Grand Lodge of Scotland, Freemasons Hall


How did you go about researching The Sword of Moses and what was the most surprising thing you learned?

I’m familiar with a lot of the places, organizations, objects, books, and so on covered in The Sword of Moses, so it was more a question of reminding myself of details as I went along, either by walking around locations or double checking the historical facts. Of course, the process is never as clean as you think it will be, as checking up on one fact invariably leads to getting distracted by all sorts of connected facts. The joy is that you never know where these tangents will take you, and often it is to somewhere much more interesting than the place you started! One thing that did really surprise me when I was looking into eugenics for The Sword of Moses was that in the 1910s, no less a person than Sir Winston Churchill (who is still a massive national hero in the UK) was an avid supporter of sterilizing people he called “feeble minded”. Although this kind of racial selection horrifies us now, it is shocking to realize that it was a trendy idea in the early twentieth century. Reading deeply about it was a reminder to me of how society’s values really do change in big ways, often in quite a short period, and also of how selective we are in what we choose to remember about people or events.

How do you think working as a barrister informed your thriller writing?

There are definite similarities between courtrooms and thrillers. They are both carefully managed dramas in which the ultimate resolution only comes at the end, after running down dozens of blind alleys. My years as a courtroom barrister focused mainly on criminal trials, which regularly ran high on emotion, while getting sidetracked by imperfect information and often outright deceit. In that environment, you learn quickly that people’s motivations for evasion, deception, or silence can often be for reasons that are unconnected to the main focus of the case. I was lucky to have these experiences, as when planning a thriller many characters’ real motives lie unseen and unsuspected, driving the drama and only becoming fully clear at the end.

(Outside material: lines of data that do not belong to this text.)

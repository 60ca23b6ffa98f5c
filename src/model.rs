//! Typed records for the cleaned positions and prices tables
//!
//! Both tables arrive already trimmed and coerced; this module only gives
//! them types and derives the keys the analytics join on.

use chrono::{Datelike, NaiveDate};
use serde::{Deserialize, Serialize};
use std::fmt;

/// Metric tonnes per pound
pub const TONNES_PER_POUND: f64 = 0.0004536;

/// Direction of a position
#[derive(Debug, Clone, Copy, PartialEq, Eq, Hash, Serialize, Deserialize)]
pub enum LongShort {
    #[serde(rename = "L", alias = "LONG", alias = "Long")]
    Long,
    #[serde(rename = "S", alias = "SHORT", alias = "Short")]
    Short,
}

impl LongShort {
    /// +1 for long, -1 for short
    pub fn sign(&self) -> f64 {
        match self {
            LongShort::Long => 1.0,
            LongShort::Short => -1.0,
        }
    }
}

/// Risk factor: the (metal, maturity month, exchange) tuple that drives a
/// position's P&L.
///
/// `maturity` is always normalised to the first day of its month, so a
/// position maturing on the 15th and a quote for the 3rd of the same month
/// land on the same factor.
#[derive(Debug, Clone, PartialEq, Eq, Hash, PartialOrd, Ord, Serialize, Deserialize)]
pub struct RiskFactorKey {
    pub metal: String,
    pub maturity: NaiveDate,
    pub exchange: String,
}

impl RiskFactorKey {
    pub fn new(metal: impl Into<String>, maturity: NaiveDate, exchange: impl Into<String>) -> Self {
        Self {
            metal: metal.into(),
            maturity: maturity_month(maturity),
            exchange: exchange.into(),
        }
    }
}

impl fmt::Display for RiskFactorKey {
    fn fmt(&self, f: &mut fmt::Formatter<'_>) -> fmt::Result {
        write!(
            f,
            "{}_{}_{}",
            self.metal,
            self.maturity.format("%b-%Y"),
            self.exchange
        )
    }
}

/// First day of the month containing `date`
pub fn maturity_month(date: NaiveDate) -> NaiveDate {
    date.with_day(1).unwrap_or(date)
}

/// Tonnes represented by one unit of `unit`, or None if the unit is unknown.
pub fn tonnes_per_unit(unit: &str) -> Option<f64> {
    match unit.trim().to_ascii_uppercase().as_str() {
        "MT" => Some(1.0),
        "LB" => Some(TONNES_PER_POUND),
        _ => None,
    }
}

/// One row of the cleaned positions table
#[derive(Debug, Clone, PartialEq, Serialize, Deserialize)]
pub struct Position {
    pub maturity: NaiveDate,
    pub contract_type: String,
    pub business_line: String,
    pub strategy: String,
    pub metal: String,
    pub exchange: String,
    pub currency: String,
    pub long_short: LongShort,
    /// Quantity in `unit`; only the magnitude is used, direction comes from `long_short`
    pub volume: f64,
    pub unit: String,
}

impl Position {
    pub fn risk_factor(&self) -> RiskFactorKey {
        RiskFactorKey::new(self.metal.clone(), self.maturity, self.exchange.clone())
    }

    /// Whether the volume is a number that can be valued
    pub fn has_usable_volume(&self) -> bool {
        self.volume.is_finite()
    }

    /// Signed quantity in metric tonnes, or None if the unit is not recognised
    pub fn signed_tonnes(&self) -> Option<f64> {
        tonnes_per_unit(&self.unit).map(|factor| self.volume.abs() * factor * self.long_short.sign())
    }
}

/// One row of the cleaned prices table
#[derive(Debug, Clone, PartialEq, Serialize, Deserialize)]
pub struct PriceObservation {
    pub price_date: NaiveDate,
    pub maturity: NaiveDate,
    pub quote_value: f64,
    pub metal: String,
    pub exchange: String,
    /// Quote unit such as `USD/MT` or `USD/LB`
    pub unit: String,
}

impl PriceObservation {
    pub fn risk_factor(&self) -> RiskFactorKey {
        RiskFactorKey::new(self.metal.clone(), self.maturity, self.exchange.clone())
    }

    /// Quote converted to a per-tonne price.
    ///
    /// None if the quantity part of the unit is unknown. The value itself is
    /// not checked here; callers filter non-positive quotes.
    pub fn price_per_tonne(&self) -> Option<f64> {
        let quantity_unit = self.unit.rsplit('/').next().unwrap_or(&self.unit);
        tonnes_per_unit(quantity_unit).map(|factor| self.quote_value / factor)
    }

    /// Whether the quote can be used as a price at all
    pub fn has_usable_quote(&self) -> bool {
        self.quote_value.is_finite() && self.quote_value > 0.0
    }
}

What was the inspiration for The Sword of Moses?

I have always loved adventure stories and history books, above all other genres. When I was growing up, I hoovered up every adventure story I could find. I was at a boys’ boarding school, and I suppose it was a way of dreaming about the tantalizing world beyond the school gates. The masters who ran the school were the generation which fought the Second World War, so the place buzzed with stories and rumours of what they had done in Europe, north Africa, the Middle East, in submarines, fighter planes, and artillery divisions. There was always such a sense of mystery about their prior lives. It was heady stuff for young boys, and, as no TV was allowed, adventure books were endlessly passed around the dormitories. There was also a wonderful quiet, wood-panelled library with old encyclopaedias, where I used to love looking up things I had read about — places, weapons, intelligence services, all of it. For me the two went hand in hand: adventure and history. So, more than anything, The Sword of Moses was inspired by my lifelong love of adventures based on odd, but true, historical facts.

  I was fascinated by the histories of biblical objects of great power. Why do you think these legends and theories have such a hold over us as readers?

People usually sacralize objects that have been in contact with what they revere. This is not only true of religious people and relics. For instance, I was wandering around Charles Darwin’s house-museum the other day, and I was struck by how excited people got at being close to his possessions. (I can only imagine what the atmosphere must be like at Gracelands!) The biblical objects in the book — the Ark of the Covenant, the Menorah, and the Spear of Destiny — are some of the most hyper-sacred objects in Jewish and Christian history. In the case of the Ark and the Spear, billions of people believe they have actually touched the divine, which puts them into a supernatural league all of their own. They’re magical objects, really, and I think our collective fascination with them is that, on some level, most of us want magic to be real.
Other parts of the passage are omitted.